Lo deduciamo da particolari che suonano strani, incomprensibili ad un lettore che abbia oggi meno di trent’anni: la disperata ricerca di un posto di telefono pubblico – impensabile oggi, coi nostri cellulari sempre a portata di mano – e il sacchetto coi gettoni, le cento lire per pagarsi il caffè e, in genere, tutta la particolare atmosfera di quel tempo (trattorie, più che veri e propri ristoranti; il lavoro della redazione del giornale con le rotative che girano e tirano fino a 150.000 copie, ecc…) che l’Autore rievoca con affettuosa nostalgia.
Ma lo capiamo soprattutto, e in modo del tutto esplicito, quando Pricò viene richiamato bruscamente in redazione: Erano da mettere da parte racconti e inchieste sulla Resistenza. Quel giorno serviva una nuova resistenza, la capacità di non mollare, di essere sulla notizia senza perdere neppure una battuta. Aveva lasciato l’Argentina scossa da tumulti continui, e dopo dieci anni trovava anche in Italia in balia del terrore. La strategia della tensione si stava impadronendo delle piazze e dopo la contestazione studentesca de Sessantotto anche la politica era cambiata […] Erano gli Anni di Piombo. Gli attentati iniziavano di nuovo a sconvolgere l’Italia. Tutto era partito il 12 dicembre del 1969 a Milano, piazza Fontana.
Tra il nostro presente e la Resistenza ecco comparire anche gli Anni di Piombo, un (altro) periodo rimosso dalla nostra memoria, ben poco studiato a scuola, ben poco presente nei nostri dibattiti politici attuali, nei quali spesso si ha l’impressione che tutto inizi con la cosiddetta Seconda Repubblica, dal 1994 in poi.

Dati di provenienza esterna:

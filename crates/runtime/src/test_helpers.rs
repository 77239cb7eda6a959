//! Shared helpers for exercising the loop without a live model.
//!
//! Test-only code; panics here are fine.

use std::sync::Arc;
use std::sync::Mutex;

use agentry_core::error::{ProviderError, ToolError};
use agentry_core::message::{Message, MessageToolCall};
use agentry_core::provider::{ModelProvider, ModelRequest, ModelResponse};
use agentry_core::tool::{Tool, ToolCall, ToolResult};
use agentry_core::usage::Usage;
use async_trait::async_trait;

/// Serves canned responses in order and remembers what it was asked.
pub struct SequentialMockProvider {
    responses: Mutex<Vec<ModelResponse>>,
    requests: Mutex<Vec<ModelRequest>>,
}

impl SequentialMockProvider {
    pub fn new(responses: Vec<ModelResponse>) -> Self {
        Self {
            responses: Mutex::new(responses),
            requests: Mutex::new(Vec::new()),
        }
    }

    /// The most recent request sent to this provider.
    pub fn last_request(&self) -> Option<ModelRequest> {
        self.requests.lock().unwrap().last().cloned()
    }

    pub fn request_count(&self) -> usize {
        self.requests.lock().unwrap().len()
    }
}

#[async_trait]
impl ModelProvider for SequentialMockProvider {
    fn name(&self) -> &str {
        "sequential_mock"
    }

    async fn complete(&self, request: ModelRequest) -> Result<ModelResponse, ProviderError> {
        self.requests.lock().unwrap().push(request);
        let mut responses = self.responses.lock().unwrap();
        if responses.is_empty() {
            return Err(ProviderError::Network("mock responses exhausted".into()));
        }
        Ok(responses.remove(0))
    }
}

/// A plain text assistant response.
pub fn make_text_response(text: impl Into<String>) -> ModelResponse {
    ModelResponse {
        message: Message::assistant(text),
        usage: Some(Usage::new(10, 5)),
        model: "mock-model".into(),
    }
}

/// An assistant response carrying tool call requests.
pub fn make_tool_call_response(
    tool_calls: Vec<MessageToolCall>,
    content: impl Into<String>,
) -> ModelResponse {
    ModelResponse {
        message: Message::assistant_with_tool_calls(content, tool_calls),
        usage: Some(Usage::new(10, 5)),
        model: "mock-model".into(),
    }
}

pub fn make_tool_call(id: &str, name: &str, arguments: serde_json::Value) -> ToolCall {
    ToolCall {
        id: id.into(),
        name: name.into(),
        arguments,
    }
}

/// Echoes its `text` argument back.
pub struct EchoTool;

#[async_trait]
impl Tool for EchoTool {
    fn name(&self) -> &str {
        "echo"
    }
    fn description(&self) -> &str {
        "Echoes back the input text"
    }
    fn parameters_schema(&self) -> serde_json::Value {
        serde_json::json!({
            "type": "object",
            "properties": {
                "text": { "type": "string" }
            },
            "required": ["text"]
        })
    }
    async fn invoke(&self, arguments: serde_json::Value) -> Result<ToolResult, ToolError> {
        Ok(ToolResult {
            call_id: String::new(),
            output: arguments["text"].as_str().unwrap_or("").to_string(),
            data: None,
        })
    }
}

/// Fails every invocation with the configured message.
pub struct FailingTool {
    name: String,
    message: String,
}

impl FailingTool {
    pub fn new(name: impl Into<String>, message: impl Into<String>) -> Self {
        Self {
            name: name.into(),
            message: message.into(),
        }
    }
}

#[async_trait]
impl Tool for FailingTool {
    fn name(&self) -> &str {
        &self.name
    }
    fn description(&self) -> &str {
        "Always fails"
    }
    fn parameters_schema(&self) -> serde_json::Value {
        serde_json::json!({"type": "object"})
    }
    async fn invoke(&self, _arguments: serde_json::Value) -> Result<ToolResult, ToolError> {
        Err(ToolError::ExecutionFailed {
            tool_name: self.name.clone(),
            reason: self.message.clone(),
        })
    }
}

/// Drain whatever events are currently buffered on a receiver.
pub fn drain_events(
    rx: &mut tokio::sync::broadcast::Receiver<Arc<agentry_core::event::ExecutionEvent>>,
) -> Vec<agentry_core::event::ExecutionEvent> {
    let mut events = Vec::new();
    while let Ok(event) = rx.try_recv() {
        events.push(event.as_ref().clone());
    }
    events
}
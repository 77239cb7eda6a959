//! Step and tool-execution records.
//!
//! An [`AgentStep`] is one completed loop iteration: the message view
//! the driver consumed and produced, the tool calls it requested, the
//! executions that ran them, and any failures captured along the way.
//! Steps are created by a driver (or synthesized by the loop when the
//! driver faults) and appended exactly once to the state's history.

use chrono::{DateTime, Utc};
use serde::{Deserialize, Serialize};
use std::time::Duration;
use uuid::Uuid;

use crate::message::Message;
use crate::stop::StopSignal;
use crate::tool::{ToolCall, ToolResult};
use crate::usage::Usage;

/// A failure captured on a step.
#[derive(Debug, Clone, PartialEq, Eq, Serialize, Deserialize)]
#[serde(rename_all = "snake_case")]
pub enum StepError {
    /// A model-level failure (driver fault, malformed output).
    Model { message: String },
    /// A tool execution failed.
    Tool { tool: String, message: String },
    /// An interceptor aborted or blocked processing.
    Hook { hook: String, reason: String },
}

impl StepError {
    pub fn is_tool_error(&self) -> bool {
        matches!(self, StepError::Tool { .. })
    }

    pub fn message(&self) -> &str {
        match self {
            StepError::Model { message } => message,
            StepError::Tool { message, .. } => message,
            StepError::Hook { reason, .. } => reason,
        }
    }
}

/// The record of one tool invocation's outcome.
///
/// Created only when a call is actually run. A blocked call never
/// produces a `ToolExecution`; it surfaces as a distinct blocked signal
/// from the executor instead.
#[derive(Debug, Clone, PartialEq, Serialize, Deserialize)]
pub struct ToolExecution {
    /// The call that was run
    pub call: ToolCall,

    /// Success value or failure detail
    pub result: Result<ToolResult, String>,

    pub started_at: DateTime<Utc>,
    pub ended_at: DateTime<Utc>,
}

impl ToolExecution {
    pub fn succeeded(&self) -> bool {
        self.result.is_ok()
    }

    /// Empty string on success, the failure's message otherwise.
    pub fn error_message(&self) -> &str {
        match &self.result {
            Ok(_) => "",
            Err(message) => message,
        }
    }

    /// The output fed back to the model: result output on success,
    /// the error message on failure.
    pub fn output(&self) -> &str {
        match &self.result {
            Ok(result) => &result.output,
            Err(message) => message,
        }
    }

    pub fn duration(&self) -> Duration {
        (self.ended_at - self.started_at).to_std().unwrap_or_default()
    }
}

/// One completed iteration of the agent loop.
#[derive(Debug, Clone, PartialEq, Serialize, Deserialize)]
pub struct AgentStep {
    /// Unique step ID
    pub id: String,

    /// The conversation view the driver consumed
    pub input_messages: Vec<Message>,

    /// The messages the driver produced
    pub output_messages: Vec<Message>,

    /// Tool calls requested by this step
    #[serde(default, skip_serializing_if = "Vec::is_empty")]
    pub tool_calls: Vec<ToolCall>,

    /// Results of running each requested call, in order
    #[serde(default, skip_serializing_if = "Vec::is_empty")]
    pub tool_executions: Vec<ToolExecution>,

    /// Failures attached to this step
    #[serde(default, skip_serializing_if = "Vec::is_empty")]
    pub errors: Vec<StepError>,

    /// Tokens spent by this step
    #[serde(default)]
    pub usage: Usage,

    /// Stop signal attached when this step terminated the run
    #[serde(default, skip_serializing_if = "Option::is_none")]
    pub stop_signal: Option<StopSignal>,

    pub started_at: DateTime<Utc>,

    #[serde(default, skip_serializing_if = "Option::is_none")]
    pub ended_at: Option<DateTime<Utc>>,
}

impl AgentStep {
    /// Create a step over the given input view.
    pub fn new(input_messages: Vec<Message>) -> Self {
        Self {
            id: Uuid::new_v4().to_string(),
            input_messages,
            output_messages: Vec::new(),
            tool_calls: Vec::new(),
            tool_executions: Vec::new(),
            errors: Vec::new(),
            usage: Usage::default(),
            stop_signal: None,
            started_at: Utc::now(),
            ended_at: None,
        }
    }

    /// Stamp the end timestamp if not already set.
    pub fn finish(&mut self) {
        if self.ended_at.is_none() {
            self.ended_at = Some(Utc::now());
        }
    }

    pub fn has_errors(&self) -> bool {
        !self.errors.is_empty()
    }

    /// Tool calls requested but not yet matched by an execution.
    pub fn unresolved_tool_calls(&self) -> Vec<&ToolCall> {
        self.tool_calls
            .iter()
            .filter(|call| !self.tool_executions.iter().any(|e| e.call.id == call.id))
            .collect()
    }

    pub fn has_unresolved_tool_calls(&self) -> bool {
        !self.unresolved_tool_calls().is_empty()
    }

    /// Names of tools whose executions failed in this step.
    pub fn failed_tools(&self) -> Vec<&str> {
        self.tool_executions
            .iter()
            .filter(|e| !e.succeeded())
            .map(|e| e.call.name.as_str())
            .collect()
    }

    /// Whether an execution of the named tool failed in this step.
    pub fn tool_failed(&self, tool: &str) -> bool {
        self.tool_executions
            .iter()
            .any(|e| e.call.name == tool && !e.succeeded())
    }

    /// Step duration; zero until the step is finished.
    pub fn duration(&self) -> Duration {
        self.ended_at
            .map(|end| (end - self.started_at).to_std().unwrap_or_default())
            .unwrap_or_default()
    }
}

Personalmente, mi auguro che leggendo il libro di La Corte venga anche voglia di interrogarsi su ciò, su quella stagione così tragica e ancora per larghi versi inspiegabile.
L’opera, però, è focalizzata sulle vicende dell’ultima parte del secondo conflitto mondiale, gli anni peggiori, dal 1943 al 1945, e sulla Resistenza: il suo incipit è anche il suo explicit, con un montaggio perfettamente circolare.

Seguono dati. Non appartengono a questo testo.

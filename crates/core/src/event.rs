//! Execution events, the loop's observable lifecycle stream.
//!
//! The loop publishes one event per lifecycle milestone; consumers
//! subscribe to react without coupling to the loop. Per cycle, when
//! applicable, the order is: `StepStarted`, tool events per call,
//! `StepCompleted`, `ContinuationEvaluated`, and exactly one of the
//! three terminal events at the very end of a run. Formatting and
//! transport are a consumer's concern.

use chrono::{DateTime, Utc};
use serde::{Deserialize, Serialize};
use std::sync::Arc;
use tokio::sync::broadcast;

use crate::continuation::CriterionEvaluation;
use crate::stop::{StopReason, StopSignal};
use crate::usage::Usage;

/// All events emitted by the agent loop.
#[derive(Debug, Clone, Serialize, Deserialize)]
pub enum ExecutionEvent {
    /// A step is about to be produced by the driver
    StepStarted {
        step_index: usize,
        timestamp: DateTime<Utc>,
    },

    /// A tool call is about to execute
    ToolCallStarted {
        call_id: String,
        tool: String,
        timestamp: DateTime<Utc>,
    },

    /// A tool call finished (successfully or not)
    ToolCallCompleted {
        call_id: String,
        tool: String,
        success: bool,
        duration_ms: u64,
        timestamp: DateTime<Utc>,
    },

    /// An interceptor blocked a tool call before it ran
    ToolCallBlocked {
        call_id: String,
        tool: String,
        hook: String,
        reason: String,
        timestamp: DateTime<Utc>,
    },

    /// A step was appended to history
    StepCompleted {
        step_index: usize,
        tool_calls: usize,
        errors: usize,
        timestamp: DateTime<Utc>,
    },

    /// The continuation criteria were evaluated
    ContinuationEvaluated {
        should_continue: bool,
        stop_reason: Option<StopReason>,
        evaluations: Vec<CriterionEvaluation>,
        timestamp: DateTime<Utc>,
    },

    /// Terminal: the run finished as done
    ExecutionCompleted {
        steps: usize,
        usage: Usage,
        stop_signal: Option<StopSignal>,
        timestamp: DateTime<Utc>,
    },

    /// Terminal: the run failed
    ExecutionFailed {
        steps: usize,
        error: String,
        timestamp: DateTime<Utc>,
    },

    /// Terminal: the run was deliberately interrupted
    ExecutionStopped {
        steps: usize,
        reason: StopReason,
        message: String,
        source: String,
        timestamp: DateTime<Utc>,
    },
}

impl ExecutionEvent {
    pub fn is_terminal(&self) -> bool {
        matches!(
            self,
            ExecutionEvent::ExecutionCompleted { .. }
                | ExecutionEvent::ExecutionFailed { .. }
                | ExecutionEvent::ExecutionStopped { .. }
        )
    }
}

/// A broadcast-based event bus.
///
/// Uses `tokio::sync::broadcast` for multi-consumer pub/sub. Publishing
/// with no subscribers is fine and is silently ignored.
pub struct EventBus {
    sender: broadcast::Sender<Arc<ExecutionEvent>>,
}

impl EventBus {
    /// Create a new event bus with the given channel capacity.
    pub fn new(capacity: usize) -> Self {
        let (sender, _) = broadcast::channel(capacity);
        Self { sender }
    }

    /// Publish an event to all subscribers.
    pub fn publish(&self, event: ExecutionEvent) {
        let _ = self.sender.send(Arc::new(event));
    }

    /// Subscribe to receive events.
    pub fn subscribe(&self) -> broadcast::Receiver<Arc<ExecutionEvent>> {
        self.sender.subscribe()
    }
}

impl Default for EventBus {
    fn default() -> Self {
        Self::new(256)
    }
}
//! Model provider trait: the abstraction the tool-calling driver
//! builds on.
//!
//! A provider knows how to send a conversation to a language model and
//! return one assistant message. Concrete HTTP backends live outside
//! this workspace; tests use scripted in-memory providers.

use async_trait::async_trait;
use serde::{Deserialize, Serialize};

use crate::error::ProviderError;
use crate::message::Message;
use crate::tool::ToolDefinition;

/// A request to a model provider.
#[derive(Debug, Clone, Serialize, Deserialize)]
pub struct ModelRequest {
    /// The model to use
    pub model: String,

    /// The conversation so far
    pub messages: Vec<Message>,

    /// Temperature (0.0 = deterministic)
    #[serde(default = "default_temperature")]
    pub temperature: f32,

    /// Maximum tokens to generate
    #[serde(default, skip_serializing_if = "Option::is_none")]
    pub max_tokens: Option<u32>,

    /// Tools the model may call
    #[serde(default, skip_serializing_if = "Vec::is_empty")]
    pub tools: Vec<ToolDefinition>,
}

fn default_temperature() -> f32 {
    0.7
}

/// A complete response from a model provider.
#[derive(Debug, Clone, Serialize, Deserialize)]
pub struct ModelResponse {
    /// The generated assistant message
    pub message: Message,

    /// Token usage for this call
    pub usage: Option<crate::usage::Usage>,

    /// Which model actually responded
    pub model: String,
}

/// The model provider trait consumed by the bundled drivers.
#[async_trait]
pub trait ModelProvider: Send + Sync {
    /// A human-readable name for this provider.
    fn name(&self) -> &str;

    /// Send a request and get a complete response.
    async fn complete(&self, request: ModelRequest) -> Result<ModelResponse, ProviderError>;
}
//! Error handling policy.
//!
//! The policy decides what step errors mean for the run. It is consulted
//! before any other criterion; when it forbids, nothing else gets a say.

use std::fmt;
use std::sync::Arc;

use agentry_core::state::AgentState;
use agentry_core::step::StepError;
use agentry_core::Decision;
use agentry_core::StopReason;

/// How the run reacts to errors on the step just completed.
#[derive(Clone, Default)]
pub enum ErrorPolicy {
    /// Any step error ends the run as failed.
    #[default]
    StopOnAnyError,

    /// Tolerate tool failures up to a bounded number of consecutive
    /// failing steps per tool; anything that is not a tool error still
    /// ends the run. The count is derived from step history, so it
    /// resets naturally when a step succeeds.
    RetryToolErrors { max_consecutive: usize },

    /// A user-supplied decision function over the whole state.
    Custom {
        name: String,
        decide: Arc<dyn Fn(&AgentState) -> Decision + Send + Sync>,
    },
}

impl fmt::Debug for ErrorPolicy {
    fn fmt(&self, f: &mut fmt::Formatter<'_>) -> fmt::Result {
        match self {
            ErrorPolicy::StopOnAnyError => write!(f, "StopOnAnyError"),
            ErrorPolicy::RetryToolErrors { max_consecutive } => {
                write!(f, "RetryToolErrors({max_consecutive})")
            }
            ErrorPolicy::Custom { name, .. } => write!(f, "Custom({name})"),
        }
    }
}

impl ErrorPolicy {
    pub fn retry_tool_errors(max_consecutive: usize) -> Self {
        ErrorPolicy::RetryToolErrors { max_consecutive }
    }

    pub fn custom(
        name: impl Into<String>,
        decide: impl Fn(&AgentState) -> Decision + Send + Sync + 'static,
    ) -> Self {
        ErrorPolicy::Custom {
            name: name.into(),
            decide: Arc::new(decide),
        }
    }

    pub fn name(&self) -> &str {
        match self {
            ErrorPolicy::StopOnAnyError => "stop_on_any_error",
            ErrorPolicy::RetryToolErrors { .. } => "retry_tool_errors",
            ErrorPolicy::Custom { name, .. } => name,
        }
    }

    /// Judge the step most recently appended to history.
    ///
    /// The built-in policies return `AllowStop` when the step carries no
    /// errors; a custom policy always sees the state and decides freely.
    pub fn evaluate(&self, state: &AgentState) -> Decision {
        match self {
            ErrorPolicy::Custom { decide, .. } => decide(state),
            ErrorPolicy::StopOnAnyError => match state.last_step() {
                Some(step) if step.has_errors() => {
                    Decision::ForbidContinuation(StopReason::ErrorForbade)
                }
                _ => Decision::AllowStop,
            },
            ErrorPolicy::RetryToolErrors { max_consecutive } => {
                let Some(step) = state.last_step() else {
                    return Decision::AllowStop;
                };
                if !step.has_errors() {
                    return Decision::AllowStop;
                }
                // Only tool failures are retryable; a model or hook
                // error on the same step still ends the run.
                if step.errors.iter().any(|e| !matches!(e, StepError::Tool { .. })) {
                    return Decision::ForbidContinuation(StopReason::ErrorForbade);
                }
                let worst_streak = step
                    .failed_tools()
                    .iter()
                    .map(|tool| state.trailing_tool_failures(tool))
                    .max()
                    .unwrap_or(0);
                if worst_streak > *max_consecutive {
                    Decision::ForbidContinuation(StopReason::ErrorForbade)
                } else {
                    Decision::RequestContinuation
                }
            }
        }
    }
}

Alla fine Pricò scopre chi ha ucciso suo padre.
Mi auguro, invece, che il lettore scopra di chi noi siamo “figli”, quanto a libertà democratiche e valori civili e politici.
Nel libro un personaggio afferma di essere stato cresciuto a pane e Resistenza: da quanto tempo non è più così?

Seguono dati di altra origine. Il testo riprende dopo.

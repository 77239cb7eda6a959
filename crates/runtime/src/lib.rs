//! # Agentry Runtime
//!
//! The execution engine for agentry agents: the loop orchestrator, the
//! bundled drivers, the tool executor, and the continuation machinery.
//! Domain types and traits live in `agentry-core`; this crate supplies
//! the implementations that drive a run from seed messages to a
//! terminal state.
//!
//! ## Quick start
//!
//! ```no_run
//! use std::sync::Arc;
//!
//! use agentry_core::{Message, ToolRegistry};
//! use agentry_runtime::config::LoopLimits;
//! use agentry_runtime::drivers::ScriptedDriver;
//! use agentry_runtime::loop_runner::AgentLoop;
//!
//! # async fn demo() {
//! let agent = AgentLoop::new(
//!     Arc::new(ScriptedDriver::text("done")),
//!     Arc::new(ToolRegistry::new()),
//! )
//! .with_limits(LoopLimits {
//!     max_steps: 10,
//!     ..LoopLimits::default()
//! });
//!
//! let state = agent.run(vec![Message::user("hello")]).await;
//! println!("{}", state.status);
//! # }
//! ```

pub mod config;
pub mod criteria;
pub mod drivers;
pub mod error_policy;
pub mod executor;
pub mod loop_runner;
pub mod test_helpers;

pub use config::LoopLimits;
pub use criteria::{
    ContinuationCriteria, ContinuationCriterion, ExecutionTimeout, FnCriterion, StepsLimit,
    TokenBudget,
};
pub use drivers::{ReactDriver, ScriptedDriver, ScriptedStep, ToolCallingDriver};
pub use error_policy::ErrorPolicy;
pub use executor::{ToolExecutor, ToolOutcome};
pub use loop_runner::AgentLoop;
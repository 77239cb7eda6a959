//! Continuation criteria and their evaluator.
//!
//! After each step the loop asks an ordered set of criteria whether
//! another step may run. The error policy is consulted first and
//! short-circuits everything else when it forbids. Built-in limit
//! criteria come next, then user criteria in registration order; the
//! first forbidding decision wins. The loop continues only if at least
//! one consulted criterion actively requested continuation.

use std::panic::{catch_unwind, AssertUnwindSafe};
use std::sync::Arc;

use agentry_core::error::CriterionError;
use agentry_core::state::AgentState;
use agentry_core::{ContinuationOutcome, CriterionEvaluation, Decision, StopReason};
use tracing::warn;

use crate::config::LoopLimits;
use crate::error_policy::ErrorPolicy;

/// A pluggable judgment over the agent state.
///
/// Evaluation must be pure with respect to the state: criteria derive
/// everything they need from the snapshot and keep no counters of their
/// own, so replaying a state always yields the same decision.
pub trait ContinuationCriterion: Send + Sync {
    /// Name used in the evaluation trace.
    fn name(&self) -> &str;

    fn evaluate(&self, state: &AgentState) -> Result<Decision, CriterionError>;
}

/// Forbids continuation once the step count reaches the limit.
/// A zero limit disables the criterion.
pub struct StepsLimit(pub u32);

impl ContinuationCriterion for StepsLimit {
    fn name(&self) -> &str {
        "steps_limit"
    }

    fn evaluate(&self, state: &AgentState) -> Result<Decision, CriterionError> {
        if self.0 > 0 && state.step_count() >= self.0 as usize {
            Ok(Decision::ForbidContinuation(StopReason::StepsLimitReached))
        } else {
            Ok(Decision::AllowStop)
        }
    }
}

/// Forbids continuation once accumulated usage exceeds the budget.
/// A zero budget disables the criterion.
pub struct TokenBudget(pub u64);

impl ContinuationCriterion for TokenBudget {
    fn name(&self) -> &str {
        "token_budget"
    }

    fn evaluate(&self, state: &AgentState) -> Result<Decision, CriterionError> {
        if self.0 > 0 && state.usage.total_tokens >= self.0 {
            Ok(Decision::ForbidContinuation(StopReason::TokenBudgetExceeded))
        } else {
            Ok(Decision::AllowStop)
        }
    }
}

/// Forbids continuation once accumulated execution time exceeds the
/// limit. Reads the state's summed step durations, so time spent paused
/// between `next_step` calls never counts. Zero disables the criterion.
pub struct ExecutionTimeout(pub std::time::Duration);

impl ContinuationCriterion for ExecutionTimeout {
    fn name(&self) -> &str {
        "execution_timeout"
    }

    fn evaluate(&self, state: &AgentState) -> Result<Decision, CriterionError> {
        if !self.0.is_zero() && state.execution_time >= self.0 {
            Ok(Decision::ForbidContinuation(StopReason::TimeoutReached))
        } else {
            Ok(Decision::AllowStop)
        }
    }
}

/// Adapter turning a closure into a named criterion.
pub struct FnCriterion {
    name: String,
    decide: Arc<dyn Fn(&AgentState) -> Decision + Send + Sync>,
}

impl FnCriterion {
    pub fn new(
        name: impl Into<String>,
        decide: impl Fn(&AgentState) -> Decision + Send + Sync + 'static,
    ) -> Self {
        Self {
            name: name.into(),
            decide: Arc::new(decide),
        }
    }
}

impl ContinuationCriterion for FnCriterion {
    fn name(&self) -> &str {
        &self.name
    }

    fn evaluate(&self, state: &AgentState) -> Result<Decision, CriterionError> {
        Ok((self.decide)(state))
    }
}

/// The ordered evaluator the loop consults after each step.
pub struct ContinuationCriteria {
    error_policy: ErrorPolicy,
    built_in: Vec<Arc<dyn ContinuationCriterion>>,
    user: Vec<Arc<dyn ContinuationCriterion>>,
}

impl Default for ContinuationCriteria {
    fn default() -> Self {
        Self::with_limits(&LoopLimits::default())
    }
}

impl ContinuationCriteria {
    /// Build the default stack for the given limits: steps, tokens,
    /// timeout, in that order.
    pub fn with_limits(limits: &LoopLimits) -> Self {
        Self {
            error_policy: ErrorPolicy::default(),
            built_in: built_in_for(limits),
            user: Vec::new(),
        }
    }

    pub fn set_limits(&mut self, limits: &LoopLimits) {
        self.built_in = built_in_for(limits);
    }

    pub fn set_error_policy(&mut self, policy: ErrorPolicy) {
        self.error_policy = policy;
    }

    pub fn error_policy(&self) -> &ErrorPolicy {
        &self.error_policy
    }

    /// Append a user criterion. Runs after the built-ins, in
    /// registration order.
    pub fn push(&mut self, criterion: Arc<dyn ContinuationCriterion>) {
        self.user.push(criterion);
    }

    /// Evaluate all criteria against the state and combine the verdicts.
    ///
    /// Never fails: a criterion that errors or panics is converted into
    /// a forbidding decision with the failure message in the trace.
    pub fn evaluate(&self, state: &AgentState) -> ContinuationOutcome {
        let mut evaluations = Vec::new();
        let mut requested = false;

        let policy_decision = self.error_policy.evaluate(state);
        evaluations.push(CriterionEvaluation::new(
            self.error_policy.name(),
            policy_decision.clone(),
        ));
        match policy_decision {
            Decision::ForbidContinuation(_) => {
                return ContinuationOutcome::halt(StopReason::ErrorForbade, evaluations);
            }
            Decision::RequestContinuation => requested = true,
            Decision::AllowStop => {}
        }

        for criterion in self.built_in.iter().chain(self.user.iter()) {
            let (decision, detail) = evaluate_guarded(criterion.as_ref(), state);
            let mut entry = CriterionEvaluation::new(criterion.name(), decision.clone());
            if let Some(detail) = detail {
                entry = entry.with_reason(detail);
            }
            evaluations.push(entry);
            match decision {
                Decision::ForbidContinuation(reason) => {
                    return ContinuationOutcome::halt(reason, evaluations);
                }
                Decision::RequestContinuation => requested = true,
                Decision::AllowStop => {}
            }
        }

        if requested {
            ContinuationOutcome::proceed(evaluations)
        } else {
            // Nobody asked for more work: the run is done.
            ContinuationOutcome::halt(StopReason::Completed, evaluations)
        }
    }
}

fn built_in_for(limits: &LoopLimits) -> Vec<Arc<dyn ContinuationCriterion>> {
    vec![
        Arc::new(StepsLimit(limits.max_steps)),
        Arc::new(TokenBudget(limits.max_tokens)),
        Arc::new(ExecutionTimeout(limits.timeout().unwrap_or_default())),
    ]
}

/// Run one criterion, recovering from errors and panics locally.
fn evaluate_guarded(
    criterion: &dyn ContinuationCriterion,
    state: &AgentState,
) -> (Decision, Option<String>) {
    match catch_unwind(AssertUnwindSafe(|| criterion.evaluate(state))) {
        Ok(Ok(decision)) => (decision, None),
        Ok(Err(err)) => {
            warn!(criterion = criterion.name(), error = %err, "Criterion failed");
            (
                Decision::ForbidContinuation(StopReason::ErrorForbade),
                Some(err.to_string()),
            )
        }
        Err(panic) => {
            let detail = panic
                .downcast_ref::<&str>()
                .map(|s| (*s).to_string())
                .or_else(|| panic.downcast_ref::<String>().cloned())
                .unwrap_or_else(|| "criterion panicked".to_string());
            warn!(criterion = criterion.name(), detail, "Criterion panicked");
            (
                Decision::ForbidContinuation(StopReason::ErrorForbade),
                Some(detail),
            )
        }
    }
}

Certo, sarebbe assurdo pretendere che si ritorni a ciò, troppo grande ormai è il divario cronologico.
Ma non è affatto assurdo, invece, pretendere che si combatta questa perniciosa rimozione di tutto ciò che concerne quel periodo storico e, soprattutto, di quella straordinaria esperienza di riscatto etico e nazionale che è stata la Resistenza.
Paolo Mieli ha recentemente scritto un libro, La terapia dell’oblio. Contro gli eccessi della memoria. Vorrei sommessamente ricordare che c’è, ci deve essere, anche una terapia della memoria, a mio giudizio ben più importante e salvifica, soprattutto per quanto concerne certi momenti storici, ancora così vicini a noi e che pare si ostinino a non passare, a giudicare dal ripetersi costante di episodi di stampo neofascista.
Ritengo che abbia molta più ragione George Santayana: quelli che non sanno ricordare il passato sono condannati a ripeterlo.
Proprio per questo, il libro di Daniele La Corte è bello, utile e necessario.